**Study material:**
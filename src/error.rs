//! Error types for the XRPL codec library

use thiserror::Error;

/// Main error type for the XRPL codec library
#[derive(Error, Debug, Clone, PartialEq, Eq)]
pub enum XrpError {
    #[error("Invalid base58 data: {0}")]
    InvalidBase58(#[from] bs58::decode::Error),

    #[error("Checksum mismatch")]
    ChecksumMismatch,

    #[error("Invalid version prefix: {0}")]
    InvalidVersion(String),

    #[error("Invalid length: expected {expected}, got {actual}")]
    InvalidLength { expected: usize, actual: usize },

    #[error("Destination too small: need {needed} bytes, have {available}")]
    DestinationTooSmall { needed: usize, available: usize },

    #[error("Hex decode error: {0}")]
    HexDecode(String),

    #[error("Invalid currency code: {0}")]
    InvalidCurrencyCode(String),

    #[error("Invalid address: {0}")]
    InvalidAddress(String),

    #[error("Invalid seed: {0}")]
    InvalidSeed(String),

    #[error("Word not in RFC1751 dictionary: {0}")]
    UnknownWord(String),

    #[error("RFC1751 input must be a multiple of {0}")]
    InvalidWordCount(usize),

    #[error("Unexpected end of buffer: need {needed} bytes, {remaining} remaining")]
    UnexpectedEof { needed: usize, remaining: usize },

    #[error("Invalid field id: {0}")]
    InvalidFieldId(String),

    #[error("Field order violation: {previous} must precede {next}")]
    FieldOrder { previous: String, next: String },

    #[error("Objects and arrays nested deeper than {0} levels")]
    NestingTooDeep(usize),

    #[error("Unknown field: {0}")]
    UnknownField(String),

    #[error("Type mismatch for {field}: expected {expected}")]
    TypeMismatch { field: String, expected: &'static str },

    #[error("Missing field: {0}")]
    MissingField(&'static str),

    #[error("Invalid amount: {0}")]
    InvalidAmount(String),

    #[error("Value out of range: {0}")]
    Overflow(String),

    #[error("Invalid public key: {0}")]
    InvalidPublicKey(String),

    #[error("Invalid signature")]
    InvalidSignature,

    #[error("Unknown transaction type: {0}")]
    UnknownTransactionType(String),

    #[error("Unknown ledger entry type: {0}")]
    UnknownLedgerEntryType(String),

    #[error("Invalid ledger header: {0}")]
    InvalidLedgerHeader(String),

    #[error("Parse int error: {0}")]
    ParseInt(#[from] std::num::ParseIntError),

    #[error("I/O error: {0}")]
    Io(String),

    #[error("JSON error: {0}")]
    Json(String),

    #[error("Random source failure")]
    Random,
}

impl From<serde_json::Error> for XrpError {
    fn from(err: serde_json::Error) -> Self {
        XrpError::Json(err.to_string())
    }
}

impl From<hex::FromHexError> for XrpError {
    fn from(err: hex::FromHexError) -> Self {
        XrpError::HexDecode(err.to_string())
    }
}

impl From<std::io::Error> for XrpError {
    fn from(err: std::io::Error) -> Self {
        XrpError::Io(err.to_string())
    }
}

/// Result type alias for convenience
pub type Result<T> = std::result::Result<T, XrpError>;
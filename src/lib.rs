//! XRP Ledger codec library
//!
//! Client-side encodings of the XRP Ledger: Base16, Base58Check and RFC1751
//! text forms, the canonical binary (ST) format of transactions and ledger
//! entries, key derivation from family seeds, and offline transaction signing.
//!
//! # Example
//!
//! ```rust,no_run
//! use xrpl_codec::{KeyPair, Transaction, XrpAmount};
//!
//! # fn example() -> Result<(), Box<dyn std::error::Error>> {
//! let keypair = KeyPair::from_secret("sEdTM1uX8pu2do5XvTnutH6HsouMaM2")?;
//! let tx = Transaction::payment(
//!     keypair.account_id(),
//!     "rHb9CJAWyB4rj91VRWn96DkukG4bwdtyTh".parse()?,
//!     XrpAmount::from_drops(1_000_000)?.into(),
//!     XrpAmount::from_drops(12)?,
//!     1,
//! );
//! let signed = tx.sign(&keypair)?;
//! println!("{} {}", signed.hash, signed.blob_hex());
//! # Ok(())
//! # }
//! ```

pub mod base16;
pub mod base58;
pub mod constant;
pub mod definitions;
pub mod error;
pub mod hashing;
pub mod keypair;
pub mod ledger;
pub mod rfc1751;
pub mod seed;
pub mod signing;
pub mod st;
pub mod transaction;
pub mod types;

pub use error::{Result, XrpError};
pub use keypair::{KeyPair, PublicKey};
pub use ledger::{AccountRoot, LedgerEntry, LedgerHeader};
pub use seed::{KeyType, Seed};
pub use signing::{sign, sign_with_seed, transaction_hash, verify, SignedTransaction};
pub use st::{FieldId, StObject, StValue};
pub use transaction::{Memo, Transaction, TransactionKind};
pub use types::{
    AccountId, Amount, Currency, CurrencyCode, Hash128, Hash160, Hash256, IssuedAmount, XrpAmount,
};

**Try it:** Give the lines exactly as they stand, from the line with "pub mod definitions;" through the end of the material.

**Response below:**
pub mod definitions;
pub mod error;
pub mod hashing;
pub mod keypair;
pub mod ledger;
pub mod rfc1751;
pub mod seed;
pub mod signing;
pub mod st;
pub mod transaction;
pub mod types;

pub use error::{Result, XrpError};
pub use keypair::{KeyPair, PublicKey};
pub use ledger::{AccountRoot, LedgerEntry, LedgerHeader};
pub use seed::{KeyType, Seed};
pub use signing::{sign, sign_with_seed, transaction_hash, verify, SignedTransaction};
pub use st::{FieldId, StObject, StValue};
pub use transaction::{Memo, Transaction, TransactionKind};
pub use types::{
    AccountId, Amount, Currency, CurrencyCode, Hash128, Hash160, Hash256, IssuedAmount, XrpAmount,
};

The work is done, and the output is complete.